Assigned task: Before anything else, copy every record below exactly as it stands.

Information shown:

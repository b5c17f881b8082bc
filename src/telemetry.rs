use std::path::Path;
use std::sync::OnceLock;

use opentelemetry::trace::TracerProvider;
use opentelemetry_otlp::{MetricExporter, SpanExporter};
use opentelemetry_sdk::{Resource, metrics::SdkMeterProvider, trace::SdkTracerProvider};
use tracing_appender::rolling::{RollingFileAppender, Rotation};
use tracing_opentelemetry::{MetricsLayer, OpenTelemetryLayer};
use tracing_subscriber::Layer;
use tracing_subscriber::{EnvFilter, fmt, layer::SubscriberExt as _, util::SubscriberInitExt as _};

const SERVICE_NAME: &str = "catalog-harvest";

fn get_resource() -> Resource {
    static RESOURCE: OnceLock<Resource> = OnceLock::new();
    RESOURCE
        .get_or_init(|| Resource::builder().with_service_name(SERVICE_NAME).build())
        .clone()
}

fn init_traces() -> anyhow::Result<SdkTracerProvider> {
    let exporter = SpanExporter::builder().with_http().build()?;

    Ok(SdkTracerProvider::builder()
        .with_batch_exporter(exporter)
        .with_resource(get_resource())
        .build())
}

fn init_metrics() -> anyhow::Result<SdkMeterProvider> {
    let exporter = MetricExporter::builder().with_http().build()?;

    Ok(SdkMeterProvider::builder()
        .with_periodic_exporter(exporter)
        .with_resource(get_resource())
        .build())
}

/// `RUST_LOG` when set, `default` otherwise
fn env_filter(default: &str) -> EnvFilter {
    EnvFilter::try_from_default_env().unwrap_or_else(|_| EnvFilter::new(default))
}

fn file_appender(path: &Path) -> anyhow::Result<RollingFileAppender> {
    let dir = match path.parent() {
        Some(parent) if !parent.as_os_str().is_empty() => parent.to_path_buf(),
        _ => std::env::current_dir()?,
    };
    std::fs::create_dir_all(&dir)?;

    let file_name = path
        .file_name()
        .ok_or_else(|| anyhow::anyhow!("log file path has no file name: {}", path.display()))?;

    Ok(RollingFileAppender::new(Rotation::NEVER, dir, file_name))
}

/// Install the global subscriber.
///
/// Console output goes to stderr so it never mixes with the status lines on
/// stdout. A log file and OTLP export are optional; keep the returned guard
/// alive until the program exits.
pub fn init_tracing_subscriber(otlp: bool, log_file: Option<&Path>) -> anyhow::Result<OtelGuard> {
    let console_layer = fmt::layer()
        .with_writer(std::io::stderr)
        .with_filter(env_filter("warn"));

    let file_layer = match log_file {
        Some(path) => Some(
            fmt::layer()
                .with_writer(file_appender(path)?)
                .with_ansi(false)
                .with_target(true)
                .with_thread_ids(true)
                .with_file(true)
                .with_line_number(true)
                .with_filter(env_filter("info")),
        ),
        None => None,
    };

    let (tracer_provider, meter_provider) = if otlp {
        (Some(init_traces()?), Some(init_metrics()?))
    } else {
        (None, None)
    };
    let trace_layer = tracer_provider
        .as_ref()
        .map(|provider| OpenTelemetryLayer::new(provider.tracer(SERVICE_NAME)));
    let metrics_layer = meter_provider.clone().map(MetricsLayer::new);

    tracing_subscriber::registry()
        .with(console_layer)
        .with(file_layer)
        .with(metrics_layer)
        .with(trace_layer)
        .try_init()?;

    Ok(OtelGuard {
        tracer_provider,
        meter_provider,
    })
}

pub struct OtelGuard {
    tracer_provider: Option<SdkTracerProvider>,
    meter_provider: Option<SdkMeterProvider>,
}

impl Drop for OtelGuard {
    fn drop(&mut self) {
        if let Some(provider) = self.tracer_provider.take() {
            if let Err(err) = provider.shutdown() {
                eprintln!("{err:?}");
            }
        }
        if let Some(provider) = self.meter_provider.take() {
            if let Err(err) = provider.shutdown() {
                eprintln!("{err:?}");
            }
        }
    }
}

Written solution:
repository b5c17f881b8082bc
filename src/telemetry.rs
use std::path::Path;
use std::sync::OnceLock;

use opentelemetry::trace::TracerProvider;
use opentelemetry_otlp::{MetricExporter, SpanExporter};
use opentelemetry_sdk::{Resource, metrics::SdkMeterProvider, trace::SdkTracerProvider};
use tracing_appender::rolling::{RollingFileAppender, Rotation};
use tracing_opentelemetry::{MetricsLayer, OpenTelemetryLayer};
use tracing_subscriber::Layer;
use tracing_subscriber::{EnvFilter, fmt, layer::SubscriberExt as _, util::SubscriberInitExt as _};

const SERVICE_NAME: &str = "catalog-harvest";

fn get_resource() -> Resource {
    static RESOURCE: OnceLock<Resource> = OnceLock::new();
    RESOURCE
        .get_or_init(|| Resource::builder().with_service_name(SERVICE_NAME).build())
        .clone()
}

fn init_traces() -> anyhow::Result<SdkTracerProvider> {
    let exporter = SpanExporter::builder().with_http().build()?;

    Ok(SdkTracerProvider::builder()
        .with_batch_exporter(exporter)
        .with_resource(get_resource())
        .build())
}

fn init_metrics() -> anyhow::Result<SdkMeterProvider> {
    let exporter = MetricExporter::builder().with_http().build()?;

    Ok(SdkMeterProvider::builder()
        .with_periodic_exporter(exporter)
        .with_resource(get_resource())
        .build())
}

/// `RUST_LOG` when set, `default` otherwise
fn env_filter(default: &str) -> EnvFilter {
    EnvFilter::try_from_default_env().unwrap_or_else(|_| EnvFilter::new(default))
}

fn file_appender(path: &Path) -> anyhow::Result<RollingFileAppender> {
    let dir = match path.parent() {
        Some(parent) if !parent.as_os_str().is_empty() => parent.to_path_buf(),
        _ => std::env::current_dir()?,
    };
    std::fs::create_dir_all(&dir)?;

    let file_name = path
        .file_name()
        .ok_or_else(|| anyhow::anyhow!("log file path has no file name: {}", path.display()))?;

    Ok(RollingFileAppender::new(Rotation::NEVER, dir, file_name))
}

/// Install the global subscriber.
///
/// Console output goes to stderr so it never mixes with the status lines on
/// stdout. A log file and OTLP export are optional; keep the returned guard
/// alive until the program exits.
pub fn init_tracing_subscriber(otlp: bool, log_file: Option<&Path>) -> anyhow::Result<OtelGuard> {
    let console_layer = fmt::layer()
        .with_writer(std::io::stderr)
        .with_filter(env_filter("warn"));

    let file_layer = match log_file {
        Some(path) => Some(
            fmt::layer()
                .with_writer(file_appender(path)?)
                .with_ansi(false)
                .with_target(true)
                .with_thread_ids(true)
                .with_file(true)
                .with_line_number(true)
                .with_filter(env_filter("info")),
        ),
        None => None,
    };

    let (tracer_provider, meter_provider) = if otlp {
        (Some(init_traces()?), Some(init_metrics()?))
    } else {
        (None, None)
    };
    let trace_layer = tracer_provider
        .as_ref()
        .map(|provider| OpenTelemetryLayer::new(provider.tracer(SERVICE_NAME)));
    let metrics_layer = meter_provider.clone().map(MetricsLayer::new);

    tracing_subscriber::registry()
        .with(console_layer)
        .with(file_layer)
        .with(metrics_layer)
        .with(trace_layer)
        .try_init()?;

    Ok(OtelGuard {
        tracer_provider,
        meter_provider,
    })
}

pub struct OtelGuard {
    tracer_provider: Option<SdkTracerProvider>,
    meter_provider: Option<SdkMeterProvider>,
}

impl Drop for OtelGuard {
    fn drop(&mut self) {
        if let Some(provider) = self.tracer_provider.take() {
            if let Err(err) = provider.shutdown() {
                eprintln!("{err:?}");
            }
        }
        if let Some(provider) = self.meter_provider.take() {
            if let Err(err) = provider.shutdown() {
                eprintln!("{err:?}");
            }
        }
    }
}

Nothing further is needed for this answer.